3.1.3. Managing Ray clusters from within a Jupyter notebook

You can use interactive browser controls to simplify Ray cluster tasks when working within a Jupyter notebook.

The interactive browser controls provide an alternative to the equivalent commands, but do not replace them. You can continue to manage the Ray clusters by running commands within the Jupyter notebook, for ease of use in scripts and pipelines.

Several different interactive browser controls are available:

  • When you run a cell that provides the cluster configuration, the Jupyter notebook automatically shows the controls for starting or deleting the cluster.
  • You can run the view_clusters() command to add controls that provide the following functionality:

    • View a list of the Ray clusters that you can access.
    • View cluster information, such as cluster status and allocated resources, for the selected Ray cluster. You can view this information from within the Jupyter notebook, without switching to the OpenShift console or the Ray dashboard.
    • Open the Ray dashboard directly from the Jupyter notebook, to view the submitted jobs.
    • Refresh the Ray cluster list and the cluster information for the selected cluster.

    You can add these controls to existing Jupyter notebooks, or manage the Ray clusters from a separate Jupyter notebook.
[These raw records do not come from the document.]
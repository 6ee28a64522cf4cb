use std::{path::PathBuf, time::Duration};

use clap::Parser;

use qbt_rules::RunSettings;

/// Add a torrent to qBittorrent and apply tracker-based rules.
#[derive(Debug, Parser)]
#[command(version, about, long_about = None)]
pub(crate) struct Cli {
    /// Path to a .torrent file or a magnet URI.
    pub source: String,

    /// Base URL of the qBittorrent WebUI.
    #[arg(long, env = "QBT_HOST", default_value = "http://localhost:8080")]
    pub host: String,

    /// WebUI username.
    #[arg(long, env = "QBT_USERNAME")]
    pub username: Option<String>,

    /// WebUI password.
    #[arg(long, env = "QBT_PASSWORD", hide_env_values = true)]
    pub password: Option<String>,

    /// Path to the YAML rules file.
    #[arg(long, env = "QBT_RULES_FILE", default_value = "rules.yaml")]
    pub config: PathBuf,

    /// Skip TLS certificate verification.
    #[arg(long, default_value_t = false)]
    pub insecure: bool,

    /// Leave the torrent paused once the rules are applied.
    #[arg(long, default_value_t = false)]
    pub no_unpause: bool,

    /// Seconds to wait for the added torrent to show up.
    #[arg(long, env = "QBT_TIMEOUT", default_value_t = 20)]
    pub timeout: u64,
}

impl Cli {
    /// Run settings derived from the arguments.
    pub(crate) fn settings(&self) -> RunSettings {
        RunSettings {
            username: self.username.clone(),
            password: self.password.clone(),
            timeout: Duration::from_secs(self.timeout),
            auto_resume: !self.no_unpause,
            ..Default::default()
        }
    }
}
The 3_widget_example.ipynb demo Jupyter notebook shows all of the available interactive browser controls. In the example in this procedure, you create a new Jupyter notebook to manage the Ray clusters, similar to the example provided in the 3_widget_example.ipynb demo Jupyter notebook.

Prerequisites

  • You can access a data science cluster that is configured to run distributed workloads as described in Managing distributed workloads.
  • You can access the following software from your data science cluster:

    • A Ray cluster image that is compatible with your hardware architecture
    • The data sets and models to be used by the workload
    • The Python dependencies for the workload, either in a Ray image or in your own Python Package Index (PyPI) server
  • You can access a data science project that contains a workbench, and the workbench is running a default workbench image that contains the CodeFlare SDK, for example, the Standard Data Science workbench. For information about projects and workbenches, see Working on data science projects.
  • You have administrator access for the data science project.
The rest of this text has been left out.